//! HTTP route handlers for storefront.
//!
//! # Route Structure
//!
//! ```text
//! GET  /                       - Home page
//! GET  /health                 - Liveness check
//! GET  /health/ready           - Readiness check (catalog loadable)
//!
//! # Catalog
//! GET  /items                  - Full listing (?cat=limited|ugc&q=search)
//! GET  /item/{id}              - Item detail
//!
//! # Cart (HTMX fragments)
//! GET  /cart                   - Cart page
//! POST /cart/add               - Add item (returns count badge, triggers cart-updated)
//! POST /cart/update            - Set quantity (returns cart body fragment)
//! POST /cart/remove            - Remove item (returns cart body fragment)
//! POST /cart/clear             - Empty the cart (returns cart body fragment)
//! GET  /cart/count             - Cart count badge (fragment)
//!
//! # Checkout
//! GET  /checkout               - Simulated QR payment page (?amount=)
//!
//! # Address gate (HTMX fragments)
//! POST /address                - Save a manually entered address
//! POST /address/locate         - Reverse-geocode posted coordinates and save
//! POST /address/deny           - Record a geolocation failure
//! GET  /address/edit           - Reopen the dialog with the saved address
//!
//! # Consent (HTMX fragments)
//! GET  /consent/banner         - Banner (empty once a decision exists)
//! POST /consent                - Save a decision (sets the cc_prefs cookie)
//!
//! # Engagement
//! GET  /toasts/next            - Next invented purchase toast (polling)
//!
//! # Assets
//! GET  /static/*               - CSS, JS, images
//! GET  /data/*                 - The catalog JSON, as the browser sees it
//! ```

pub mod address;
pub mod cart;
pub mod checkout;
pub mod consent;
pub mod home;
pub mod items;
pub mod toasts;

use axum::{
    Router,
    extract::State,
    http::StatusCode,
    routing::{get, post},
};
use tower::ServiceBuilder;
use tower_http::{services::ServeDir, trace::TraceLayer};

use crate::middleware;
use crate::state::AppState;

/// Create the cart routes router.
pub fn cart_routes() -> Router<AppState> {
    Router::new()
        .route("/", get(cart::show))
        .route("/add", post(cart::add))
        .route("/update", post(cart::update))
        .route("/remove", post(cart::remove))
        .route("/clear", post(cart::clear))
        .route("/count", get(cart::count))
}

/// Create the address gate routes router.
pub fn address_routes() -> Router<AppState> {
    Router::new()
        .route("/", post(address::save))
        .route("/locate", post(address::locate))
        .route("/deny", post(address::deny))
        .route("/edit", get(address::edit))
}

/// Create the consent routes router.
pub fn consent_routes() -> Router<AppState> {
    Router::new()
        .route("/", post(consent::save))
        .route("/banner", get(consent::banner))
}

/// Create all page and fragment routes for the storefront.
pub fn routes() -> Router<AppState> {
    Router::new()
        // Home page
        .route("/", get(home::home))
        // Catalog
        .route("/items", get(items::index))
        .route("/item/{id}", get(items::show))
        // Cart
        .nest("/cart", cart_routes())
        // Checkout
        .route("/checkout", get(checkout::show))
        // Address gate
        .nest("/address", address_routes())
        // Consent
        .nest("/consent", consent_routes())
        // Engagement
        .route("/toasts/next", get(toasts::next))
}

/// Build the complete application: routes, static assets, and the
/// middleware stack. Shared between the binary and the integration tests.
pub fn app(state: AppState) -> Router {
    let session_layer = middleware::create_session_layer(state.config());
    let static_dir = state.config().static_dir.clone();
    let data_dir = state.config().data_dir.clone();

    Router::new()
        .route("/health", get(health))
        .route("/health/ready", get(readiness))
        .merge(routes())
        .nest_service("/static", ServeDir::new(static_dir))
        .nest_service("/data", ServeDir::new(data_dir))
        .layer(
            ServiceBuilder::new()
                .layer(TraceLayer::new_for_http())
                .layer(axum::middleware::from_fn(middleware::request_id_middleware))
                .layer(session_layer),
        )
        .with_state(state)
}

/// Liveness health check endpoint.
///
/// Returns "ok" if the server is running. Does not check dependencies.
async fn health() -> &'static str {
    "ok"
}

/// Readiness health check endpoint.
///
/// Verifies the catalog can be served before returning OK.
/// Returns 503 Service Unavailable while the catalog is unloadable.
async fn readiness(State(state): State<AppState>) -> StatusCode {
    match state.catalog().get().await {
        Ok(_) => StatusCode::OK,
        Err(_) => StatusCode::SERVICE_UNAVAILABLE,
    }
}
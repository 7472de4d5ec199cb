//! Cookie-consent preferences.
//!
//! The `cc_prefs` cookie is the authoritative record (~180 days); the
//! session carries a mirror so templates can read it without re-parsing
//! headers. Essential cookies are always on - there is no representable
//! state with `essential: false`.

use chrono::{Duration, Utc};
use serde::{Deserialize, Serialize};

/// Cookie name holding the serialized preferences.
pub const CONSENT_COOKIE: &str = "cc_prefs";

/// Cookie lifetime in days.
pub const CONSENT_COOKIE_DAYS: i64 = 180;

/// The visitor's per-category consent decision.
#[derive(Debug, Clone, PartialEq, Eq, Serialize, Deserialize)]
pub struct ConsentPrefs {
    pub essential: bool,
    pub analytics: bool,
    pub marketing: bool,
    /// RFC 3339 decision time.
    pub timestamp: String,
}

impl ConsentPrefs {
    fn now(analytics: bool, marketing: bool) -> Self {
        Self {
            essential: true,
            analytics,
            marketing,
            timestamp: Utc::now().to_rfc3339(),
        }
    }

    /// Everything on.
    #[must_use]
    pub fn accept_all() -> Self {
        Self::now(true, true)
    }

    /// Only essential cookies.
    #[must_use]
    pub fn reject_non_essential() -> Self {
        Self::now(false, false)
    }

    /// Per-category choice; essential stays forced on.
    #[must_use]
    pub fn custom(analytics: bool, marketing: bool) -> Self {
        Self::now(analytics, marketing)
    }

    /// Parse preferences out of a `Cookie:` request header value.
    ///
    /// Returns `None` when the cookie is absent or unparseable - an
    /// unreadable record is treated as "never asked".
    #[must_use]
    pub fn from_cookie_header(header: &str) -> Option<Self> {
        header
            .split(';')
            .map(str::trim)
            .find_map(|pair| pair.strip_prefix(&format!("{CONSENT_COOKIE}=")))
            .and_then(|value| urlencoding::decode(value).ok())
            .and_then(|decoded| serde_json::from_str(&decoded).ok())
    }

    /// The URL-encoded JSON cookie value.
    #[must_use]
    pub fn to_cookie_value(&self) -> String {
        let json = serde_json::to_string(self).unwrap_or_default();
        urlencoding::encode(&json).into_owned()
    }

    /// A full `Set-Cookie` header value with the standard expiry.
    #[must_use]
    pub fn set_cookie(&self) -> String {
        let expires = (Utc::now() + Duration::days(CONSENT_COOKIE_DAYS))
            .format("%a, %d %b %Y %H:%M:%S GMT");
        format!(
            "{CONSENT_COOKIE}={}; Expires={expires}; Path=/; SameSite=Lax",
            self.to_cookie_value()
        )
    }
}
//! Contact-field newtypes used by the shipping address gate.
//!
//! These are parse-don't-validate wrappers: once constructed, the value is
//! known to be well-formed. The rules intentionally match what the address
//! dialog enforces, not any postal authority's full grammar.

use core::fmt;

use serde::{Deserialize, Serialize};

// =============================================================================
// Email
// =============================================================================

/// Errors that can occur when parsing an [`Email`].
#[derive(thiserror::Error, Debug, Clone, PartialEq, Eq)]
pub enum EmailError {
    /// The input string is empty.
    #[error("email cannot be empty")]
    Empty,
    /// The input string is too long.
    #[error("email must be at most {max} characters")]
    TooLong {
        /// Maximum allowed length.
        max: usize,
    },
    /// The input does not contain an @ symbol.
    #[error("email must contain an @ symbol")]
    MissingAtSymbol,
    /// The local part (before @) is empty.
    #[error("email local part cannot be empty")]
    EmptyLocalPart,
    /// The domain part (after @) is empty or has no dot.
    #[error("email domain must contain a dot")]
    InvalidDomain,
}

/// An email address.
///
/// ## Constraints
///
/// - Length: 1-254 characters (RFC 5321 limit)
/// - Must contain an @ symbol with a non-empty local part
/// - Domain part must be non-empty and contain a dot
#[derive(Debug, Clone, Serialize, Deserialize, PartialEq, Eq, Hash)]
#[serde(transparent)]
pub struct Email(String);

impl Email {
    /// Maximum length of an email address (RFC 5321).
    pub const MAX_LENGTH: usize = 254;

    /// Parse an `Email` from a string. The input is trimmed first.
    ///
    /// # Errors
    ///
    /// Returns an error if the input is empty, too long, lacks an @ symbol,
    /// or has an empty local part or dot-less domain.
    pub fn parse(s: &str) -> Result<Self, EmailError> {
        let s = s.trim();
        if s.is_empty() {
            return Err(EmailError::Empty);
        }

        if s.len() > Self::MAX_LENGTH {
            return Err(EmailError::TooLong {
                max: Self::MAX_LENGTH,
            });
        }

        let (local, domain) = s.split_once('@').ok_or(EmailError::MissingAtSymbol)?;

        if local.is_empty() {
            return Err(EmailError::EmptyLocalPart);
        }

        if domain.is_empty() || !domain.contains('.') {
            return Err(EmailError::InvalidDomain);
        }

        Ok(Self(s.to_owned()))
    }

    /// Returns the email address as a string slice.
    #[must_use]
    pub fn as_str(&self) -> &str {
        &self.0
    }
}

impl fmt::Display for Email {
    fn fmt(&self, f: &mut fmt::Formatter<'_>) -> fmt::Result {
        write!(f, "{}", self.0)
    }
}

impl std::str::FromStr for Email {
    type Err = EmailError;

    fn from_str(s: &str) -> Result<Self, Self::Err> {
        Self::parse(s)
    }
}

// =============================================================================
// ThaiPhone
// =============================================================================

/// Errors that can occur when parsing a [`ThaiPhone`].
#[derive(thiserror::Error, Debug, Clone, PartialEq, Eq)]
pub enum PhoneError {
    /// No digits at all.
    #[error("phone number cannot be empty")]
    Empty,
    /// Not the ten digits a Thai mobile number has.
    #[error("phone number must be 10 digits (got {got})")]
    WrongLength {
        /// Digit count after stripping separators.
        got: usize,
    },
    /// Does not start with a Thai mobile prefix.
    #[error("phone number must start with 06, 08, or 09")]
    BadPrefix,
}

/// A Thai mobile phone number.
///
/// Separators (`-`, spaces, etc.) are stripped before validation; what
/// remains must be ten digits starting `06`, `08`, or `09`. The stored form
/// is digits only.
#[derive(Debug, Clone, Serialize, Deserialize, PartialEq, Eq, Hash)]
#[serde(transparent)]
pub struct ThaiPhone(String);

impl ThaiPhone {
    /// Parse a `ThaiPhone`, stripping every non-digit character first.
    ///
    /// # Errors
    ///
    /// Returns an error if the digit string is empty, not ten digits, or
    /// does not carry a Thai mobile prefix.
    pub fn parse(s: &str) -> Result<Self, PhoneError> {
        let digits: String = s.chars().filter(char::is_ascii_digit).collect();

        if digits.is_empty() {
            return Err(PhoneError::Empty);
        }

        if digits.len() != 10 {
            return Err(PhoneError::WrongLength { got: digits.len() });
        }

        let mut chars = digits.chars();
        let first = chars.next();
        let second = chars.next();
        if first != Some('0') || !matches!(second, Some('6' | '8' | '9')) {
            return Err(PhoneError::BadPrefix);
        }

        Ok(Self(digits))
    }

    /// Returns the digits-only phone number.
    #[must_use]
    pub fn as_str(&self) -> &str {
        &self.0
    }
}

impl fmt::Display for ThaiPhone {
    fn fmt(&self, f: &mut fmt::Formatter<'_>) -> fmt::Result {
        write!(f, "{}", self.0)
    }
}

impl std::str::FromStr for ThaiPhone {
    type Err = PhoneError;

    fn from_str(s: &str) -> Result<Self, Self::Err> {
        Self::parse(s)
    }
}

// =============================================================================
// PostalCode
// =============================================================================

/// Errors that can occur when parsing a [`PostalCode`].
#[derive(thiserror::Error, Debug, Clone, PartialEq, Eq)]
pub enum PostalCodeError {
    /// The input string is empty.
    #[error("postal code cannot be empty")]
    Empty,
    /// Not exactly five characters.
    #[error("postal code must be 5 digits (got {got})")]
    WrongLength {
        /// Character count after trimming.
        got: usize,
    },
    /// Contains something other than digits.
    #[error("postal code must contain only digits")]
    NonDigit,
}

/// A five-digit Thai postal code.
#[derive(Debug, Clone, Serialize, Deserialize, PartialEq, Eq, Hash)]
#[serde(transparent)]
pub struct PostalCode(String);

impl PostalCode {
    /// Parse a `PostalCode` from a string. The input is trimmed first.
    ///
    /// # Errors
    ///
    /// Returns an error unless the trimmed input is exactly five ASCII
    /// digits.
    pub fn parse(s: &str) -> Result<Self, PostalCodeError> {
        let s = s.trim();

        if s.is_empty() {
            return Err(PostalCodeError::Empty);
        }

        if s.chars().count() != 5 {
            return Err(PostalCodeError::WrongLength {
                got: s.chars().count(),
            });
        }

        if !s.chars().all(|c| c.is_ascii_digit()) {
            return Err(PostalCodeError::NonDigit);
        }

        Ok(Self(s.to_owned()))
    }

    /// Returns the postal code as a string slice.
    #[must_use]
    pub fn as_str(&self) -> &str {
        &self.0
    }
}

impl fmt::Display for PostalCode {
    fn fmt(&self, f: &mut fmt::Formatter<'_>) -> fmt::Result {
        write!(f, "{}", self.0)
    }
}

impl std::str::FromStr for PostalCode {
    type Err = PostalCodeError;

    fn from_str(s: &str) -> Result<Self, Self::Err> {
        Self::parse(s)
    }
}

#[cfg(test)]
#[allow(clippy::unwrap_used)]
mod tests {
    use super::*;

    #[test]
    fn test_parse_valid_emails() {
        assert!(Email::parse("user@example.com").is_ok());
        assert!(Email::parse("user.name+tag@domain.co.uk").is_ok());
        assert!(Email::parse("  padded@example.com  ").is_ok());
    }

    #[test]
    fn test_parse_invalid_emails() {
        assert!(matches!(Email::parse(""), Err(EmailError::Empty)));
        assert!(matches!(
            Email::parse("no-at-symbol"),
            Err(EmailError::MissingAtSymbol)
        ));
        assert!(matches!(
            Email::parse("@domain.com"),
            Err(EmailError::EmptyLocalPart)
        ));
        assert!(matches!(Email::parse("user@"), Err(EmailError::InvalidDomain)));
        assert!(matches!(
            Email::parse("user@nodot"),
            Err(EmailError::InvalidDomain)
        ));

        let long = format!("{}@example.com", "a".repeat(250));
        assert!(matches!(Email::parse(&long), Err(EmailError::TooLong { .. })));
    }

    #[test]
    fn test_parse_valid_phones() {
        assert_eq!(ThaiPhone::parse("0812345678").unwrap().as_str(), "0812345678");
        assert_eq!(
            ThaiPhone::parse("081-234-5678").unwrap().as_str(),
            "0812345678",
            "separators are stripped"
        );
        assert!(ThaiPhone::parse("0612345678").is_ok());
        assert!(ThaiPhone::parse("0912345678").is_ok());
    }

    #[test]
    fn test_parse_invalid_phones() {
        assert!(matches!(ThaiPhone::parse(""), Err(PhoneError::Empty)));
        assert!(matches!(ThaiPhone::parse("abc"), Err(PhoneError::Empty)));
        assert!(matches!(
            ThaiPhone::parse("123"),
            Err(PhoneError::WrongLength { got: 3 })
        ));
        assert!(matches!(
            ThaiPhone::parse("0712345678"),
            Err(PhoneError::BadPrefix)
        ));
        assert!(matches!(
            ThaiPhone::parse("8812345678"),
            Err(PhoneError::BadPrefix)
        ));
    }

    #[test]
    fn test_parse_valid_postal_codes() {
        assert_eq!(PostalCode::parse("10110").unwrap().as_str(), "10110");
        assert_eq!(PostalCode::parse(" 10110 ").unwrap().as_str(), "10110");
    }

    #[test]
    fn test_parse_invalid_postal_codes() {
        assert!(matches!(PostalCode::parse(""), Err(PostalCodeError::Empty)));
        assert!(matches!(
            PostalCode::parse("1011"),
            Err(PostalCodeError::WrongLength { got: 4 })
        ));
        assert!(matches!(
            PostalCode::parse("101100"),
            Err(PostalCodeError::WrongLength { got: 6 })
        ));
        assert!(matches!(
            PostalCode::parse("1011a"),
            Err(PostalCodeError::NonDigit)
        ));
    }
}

*Task requirements*. Across the data above, count every line with "banner" in it and write only the total.

*Solution*. 2